Though it is alleged by the prosecution that appellant and co-accused who were
alleged to be armed with weapons fired upon the police party but it is strange
to note that neither police party received any bullet injury even scratch has not been received by them nor any vehicle belonging to police received any scratch in the said encounter. All these facts suggest that the complainant managed a false story
against the appellant and no such incident was taken place. As regards to the recovery of crime weapon
viz pistol from the appellant, and the empties from the place of incident after
the reassessment of entire evidence produced by the prosecution I found that
the same was not recovered and was foisted against the appellant. Moreover, the
investigation in case in hand has been carried out in a casual and stereotype
manner, without making an effort to discover the actual facts/truth. The
property was sent to the chemical examiner through PC 1595 Ali Gul, who had not
been examined by the trial court which clearly shows that safe transit to the
chemical examiner has also not been established and the tampering with case
property at Police Station could not be ruled out. The Division Bench of this court in the case
of Muhammad Amir and others vs.
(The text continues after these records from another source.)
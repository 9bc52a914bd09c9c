//! Background execution of persistence calls and highlight listings.

use std::sync::Arc;
use std::time::Duration;

use bevy::prelude::*;
use bevy::tasks::{AsyncComputeTaskPool, Task};
use futures_lite::future;

use crate::config::AppConfig;
use crate::overlay::{Highlight, OperationId, PersistReply, PersistenceError};
use crate::persistence::{HighlightBackend, HttpBackend, MemoryBackend, execute};

use super::{OverlayEngine, ReloadHighlightsRequest};
use super::notices::Notices;

/// Where highlights are stored.
#[derive(Resource, Clone)]
pub struct Backend(pub Arc<dyn HighlightBackend>);

impl Default for Backend {
    fn default() -> Self {
        Self(Arc::new(MemoryBackend::new()))
    }
}

/// Progress of background work, shown in the status bar.
#[derive(Resource, Default)]
pub struct SyncStatus {
    pub in_flight: usize,
    pub loading: bool,
    pub backend_name: &'static str,
    /// Bumped per listing so only the newest result is applied.
    load_generation: u64,
}

/// One create/update/delete call running on the task pool.
#[derive(Component)]
pub struct PersistTask {
    op: OperationId,
    task: Task<Result<PersistReply, PersistenceError>>,
}

/// Listing of a document's highlights.
#[derive(Component)]
pub struct ListTask {
    document_id: String,
    generation: u64,
    task: Task<Result<Vec<Highlight>, PersistenceError>>,
}

/// Build the backend from the config: the HTTP API when a base URL is set,
/// otherwise an in-memory store.
pub fn backend_from_config(config: &AppConfig) -> Arc<dyn HighlightBackend> {
    match config.data.api_base_url.as_deref().map(str::trim) {
        Some(url) if !url.is_empty() => Arc::new(HttpBackend::new(
            url,
            config.data.api_token.clone(),
            Duration::from_secs(config.data.request_timeout_secs.max(1)),
        )),
        _ => Arc::new(MemoryBackend::new()),
    }
}

pub fn init_backend(
    config: Res<AppConfig>,
    mut backend: ResMut<Backend>,
    mut status: ResMut<SyncStatus>,
) {
    backend.0 = backend_from_config(&config);
    status.backend_name = backend.0.name();
    match &config.data.api_base_url {
        Some(url) if backend.0.name() == "http" => info!("Persisting highlights to {}", url),
        _ => info!("No API configured, highlights are kept in memory"),
    }
}

pub fn start_highlight_load(
    mut commands: Commands,
    mut events: MessageReader<ReloadHighlightsRequest>,
    backend: Res<Backend>,
    engine: Res<OverlayEngine>,
    mut status: ResMut<SyncStatus>,
) {
    events.clear();

    status.load_generation += 1;
    status.loading = true;

    let document_id = engine.document_id().to_string();
    debug!("Loading highlights for document {}", document_id);

    let backend = backend.0.clone();
    let query = document_id.clone();
    let task_pool = AsyncComputeTaskPool::get();
    let task = task_pool.spawn(async move { backend.list(&query) });
    commands.spawn(ListTask {
        document_id,
        generation: status.load_generation,
        task,
    });
}

pub fn poll_highlight_load(
    mut commands: Commands,
    mut engine: ResMut<OverlayEngine>,
    mut notices: ResMut<Notices>,
    mut status: ResMut<SyncStatus>,
    mut tasks: Query<(Entity, &mut ListTask)>,
) {
    for (entity, mut task) in tasks.iter_mut() {
        let Some(result) = future::block_on(future::poll_once(&mut task.task)) else {
            continue;
        };
        commands.entity(entity).despawn();

        if task.generation != status.load_generation || task.document_id != engine.document_id() {
            debug!("Dropping stale highlight listing for {}", task.document_id);
            continue;
        }
        status.loading = false;

        match result {
            Ok(highlights) => engine.load(highlights),
            Err(e) => {
                warn!("Failed to load highlights for {}: {}", task.document_id, e);
                notices.push(format!("Could not load highlights: {}", e));
            }
        }
    }
}

/// Hand every queued engine request to the task pool.
pub fn dispatch_requests(
    mut commands: Commands,
    mut engine: ResMut<OverlayEngine>,
    backend: Res<Backend>,
) {
    let requests = engine.take_requests();
    if requests.is_empty() {
        return;
    }

    let task_pool = AsyncComputeTaskPool::get();
    for request in requests {
        debug!("Dispatching operation {} ({})", request.op, request.call.label());
        let backend = backend.0.clone();
        let call = request.call;
        let task = task_pool.spawn(async move { execute(backend.as_ref(), &call) });
        commands.spawn(PersistTask {
            op: request.op,
            task,
        });
    }
}

pub fn poll_persist_tasks(
    mut commands: Commands,
    mut engine: ResMut<OverlayEngine>,
    mut status: ResMut<SyncStatus>,
    mut tasks: Query<(Entity, &mut PersistTask)>,
) {
    let mut running = 0;
    for (entity, mut task) in tasks.iter_mut() {
        match future::block_on(future::poll_once(&mut task.task)) {
            Some(result) => {
                engine.resolve(task.op, result);
                commands.entity(entity).despawn();
            }
            None => running += 1,
        }
    }
    status.in_flight = running;
}

/// Move engine notices into the on-screen notice list.
pub fn collect_notices(mut engine: ResMut<OverlayEngine>, mut notices: ResMut<Notices>) {
    for notice in engine.drain_notices() {
        notices.push(notice.message);
    }
}

#[cfg(test)]
mod tests {
    use super::*;
    use crate::config::AppConfigData;

    fn config(api_base_url: Option<&str>) -> AppConfig {
        AppConfig {
            data: AppConfigData {
                api_base_url: api_base_url.map(String::from),
                ..default()
            },
            ..default()
        }
    }

    #[test]
    fn test_backend_defaults_to_memory() {
        assert_eq!(backend_from_config(&config(None)).name(), "memory");
        assert_eq!(backend_from_config(&config(Some("  "))).name(), "memory");
    }

    #[test]
    fn test_backend_uses_http_when_url_set() {
        let backend = backend_from_config(&config(Some("http://localhost:8000")));
        assert_eq!(backend.name(), "http");
    }
}
//! API Routes
//!
//! Configures the Axum router; content routes are wrapped by the cache layer.

use axum::{middleware, routing::get, Router};
use tower_http::{
    cors::{Any, CorsLayer},
    trace::TraceLayer,
};

use super::handlers::{category_handler, health_handler, stats_handler, AppState};
use crate::cache::cache_response;

/// Creates the main router with all endpoints configured.
///
/// # Endpoints
/// - `GET /api/v1/news/category` - Articles by category (cached)
/// - `GET /stats` - Cache statistics
/// - `GET /health` - Health check endpoint
pub fn create_router(state: AppState) -> Router {
    let cors = CorsLayer::new()
        .allow_origin(Any)
        .allow_methods(Any)
        .allow_headers(Any);

    let cached = middleware::from_fn_with_state(state.cache.clone(), cache_response);

    Router::new()
        .route("/api/v1/news/category", get(category_handler).layer(cached))
        .route("/stats", get(stats_handler))
        .route("/health", get(health_handler))
        .layer(cors)
        .layer(TraceLayer::new_for_http())
        .with_state(state)
}
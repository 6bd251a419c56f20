//! Response DTOs for the news API
//!
//! Defines the structure of outgoing HTTP response bodies.

use serde::{Deserialize, Serialize};

use crate::cache::{ConnectionState, StatsSnapshot};

/// A single article in a category listing.
#[derive(Debug, Clone, PartialEq, Serialize, Deserialize)]
pub struct Article {
    pub id: String,
    pub title: String,
    pub category: String,
    pub summary: String,
}

/// Listing metadata.
#[derive(Debug, Clone, PartialEq, Serialize, Deserialize)]
pub struct ListingMeta {
    /// Articles are machine-written
    pub generated: bool,
    pub count: usize,
}

/// Response body for `GET /api/v1/news/category`
#[derive(Debug, Clone, PartialEq, Serialize, Deserialize)]
pub struct CategoryResponse {
    pub meta: ListingMeta,
    pub articles: Vec<Article>,
}

impl CategoryResponse {
    pub fn new(articles: Vec<Article>) -> Self {
        Self {
            meta: ListingMeta {
                generated: true,
                count: articles.len(),
            },
            articles,
        }
    }
}

/// Response body for the stats endpoint (GET /stats)
#[derive(Debug, Clone, Serialize)]
pub struct StatsResponse {
    /// Whether the cache store is currently reachable
    pub connected: bool,
    #[serde(flatten)]
    pub counters: StatsSnapshot,
    /// Hit rate (hits / (hits + misses))
    pub hit_rate: f64,
}

impl StatsResponse {
    /// Creates a new StatsResponse from cache statistics
    pub fn new(state: ConnectionState, counters: StatsSnapshot) -> Self {
        Self {
            connected: state == ConnectionState::Connected,
            hit_rate: counters.hit_rate(),
            counters,
        }
    }
}

/// Response body for the health endpoint (GET /health)
#[derive(Debug, Clone, Serialize)]
pub struct HealthResponse {
    /// Health status; always "healthy" since the cache is optional
    pub status: String,
    /// "connected" or "disconnected"
    pub cache: String,
    /// Current timestamp in ISO 8601 format
    pub timestamp: String,
}

impl HealthResponse {
    /// Creates a new HealthResponse with current timestamp
    pub fn healthy(state: ConnectionState) -> Self {
        let cache = match state {
            ConnectionState::Connected => "connected",
            ConnectionState::Disconnected => "disconnected",
        };
        Self {
            status: "healthy".to_string(),
            cache: cache.to_string(),
            timestamp: chrono::Utc::now().to_rfc3339(),
        }
    }
}

/// Error response body for all error conditions
#[derive(Debug, Clone, Serialize)]
pub struct ErrorResponse {
    /// Error message describing what went wrong
    pub error: String,
}

impl ErrorResponse {
    /// Creates a new ErrorResponse
    pub fn new(error: impl Into<String>) -> Self {
        Self {
            error: error.into(),
        }
    }
}

#[cfg(test)]
mod tests {
    use super::*;

    #[test]
    fn test_category_response_counts_articles() {
        let article = Article {
            id: "technology-1".to_string(),
            title: "t".to_string(),
            category: "Technology".to_string(),
            summary: "s".to_string(),
        };
        let resp = CategoryResponse::new(vec![article.clone(), article]);
        assert_eq!(resp.meta.count, 2);
        assert!(resp.meta.generated);
    }

    #[test]
    fn test_stats_response_flattens_counters() {
        let counters = StatsSnapshot {
            hits: 3,
            misses: 1,
            ..StatsSnapshot::default()
        };
        let resp = StatsResponse::new(ConnectionState::Connected, counters);
        let json = serde_json::to_value(&resp).unwrap();

        assert_eq!(json["hits"], 3);
        assert_eq!(json["connected"], true);
        assert!((resp.hit_rate - 0.75).abs() < 0.001);
    }

    #[test]
    fn test_health_response_serialize() {
        let resp = HealthResponse::healthy(ConnectionState::Disconnected);
        let json = serde_json::to_string(&resp).unwrap();
        assert!(json.contains("healthy"));
        assert!(json.contains("disconnected"));
        assert!(json.contains("timestamp"));
    }

    #[test]
    fn test_error_response_serialize() {
        let resp = ErrorResponse::new("Something went wrong");
        let json = serde_json::to_string(&resp).unwrap();
        assert!(json.contains("Something went wrong"));
    }
}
The State (2020 MLD 1777), disbelieve the recovery of crime weapon and
the encounter between the accused and the police in the case where accused was
apprehended at spot along with crime weapon and also in injured condition and
the injury was a result of fire arm by observing that (a) The crime weapon and
the empties were sent for FSL after two days of the recovery. (b) The I.O. nowhere has deposed about safe custody of the
empties and pistol at Police Station and their safe transmission to the
Ballistic Expert, as such positive report of FSL would not
improve the case of prosecution. (c) The prosecution is under legal obligation to
prove the safe custody of the recovered weapon and its safe transmission to the
Forensic Science laboratory as held by the honourable Supreme Court in the case
of Kamal Din alias Kamala vs. The State (2018 SCMR 577). (d). The accused only
received injury whereas neither any police personnel nor police mobile received
any bullet when asserted by the police that accused made straight fires upon
them from front side
10. Since the present case is outcome of main
Crime No. 127 of 2022 for an offence under Section 324, 353 & 34 PPC
registered with Police Station, Abad in which appellant has been acquitted of
the charge by this Court and it is settled law that every acquittal is
honourable acquittal, therefore, the appellant deserves his acquittal in
instant case also, which is an offshoot of the main case. The dictum laid down
by this Court in the case of Manjhi (Supra) was followed by the learned Bench
at Lahore High Court in the case of Yasir Chaudhry vs. The State and another
(2012 MLD1315), in following words:
5.
In the case reported as Manjhi v. The State (PLD 1996 Kar. 345), it has been
held that when the accused has been acquitted in the main case, he would become
entitled to acquittal in a case which is offshoot of the said case. Same is the
position here, as the present lis is an offshoot of the main murder case. So,
respectfully following the dictum laid down in the judgment supra, this
petition is allowed and the application of the petitioner under section 249-A,
Cr.P.C. is accepted and the petitioner is acquitted of the charge in case
F.I.R. No.17 of 2003 dated 12-1- 2003 registered under section 7 of the
Surrender of Illicit Arms Act No.XXI of 1991 with Police Station Civil Lines,
Bahawalpur. Resultantly, the proceedings before the learned trial Court are
quashed.
11. Accordingly and in view of above legal
position, instant Criminal Appeal stands allowed. Consequent thereof, impugned judgment dated 14.11.2022 passed by learned
trial court in Sessions Case No.619 of 2022, Re: State v/s Munwar Ali, is
hereby set-aside. Resultantly, appellant/accused Munwar Ali is acquitted of the
charge in F.I.R No.127 of 2022 of P.S Abad, U/S 24, The Sindh Arms Act, 2013. Appellant/accused
is present on bail, his bail bond stands cancelled and the surety discharged.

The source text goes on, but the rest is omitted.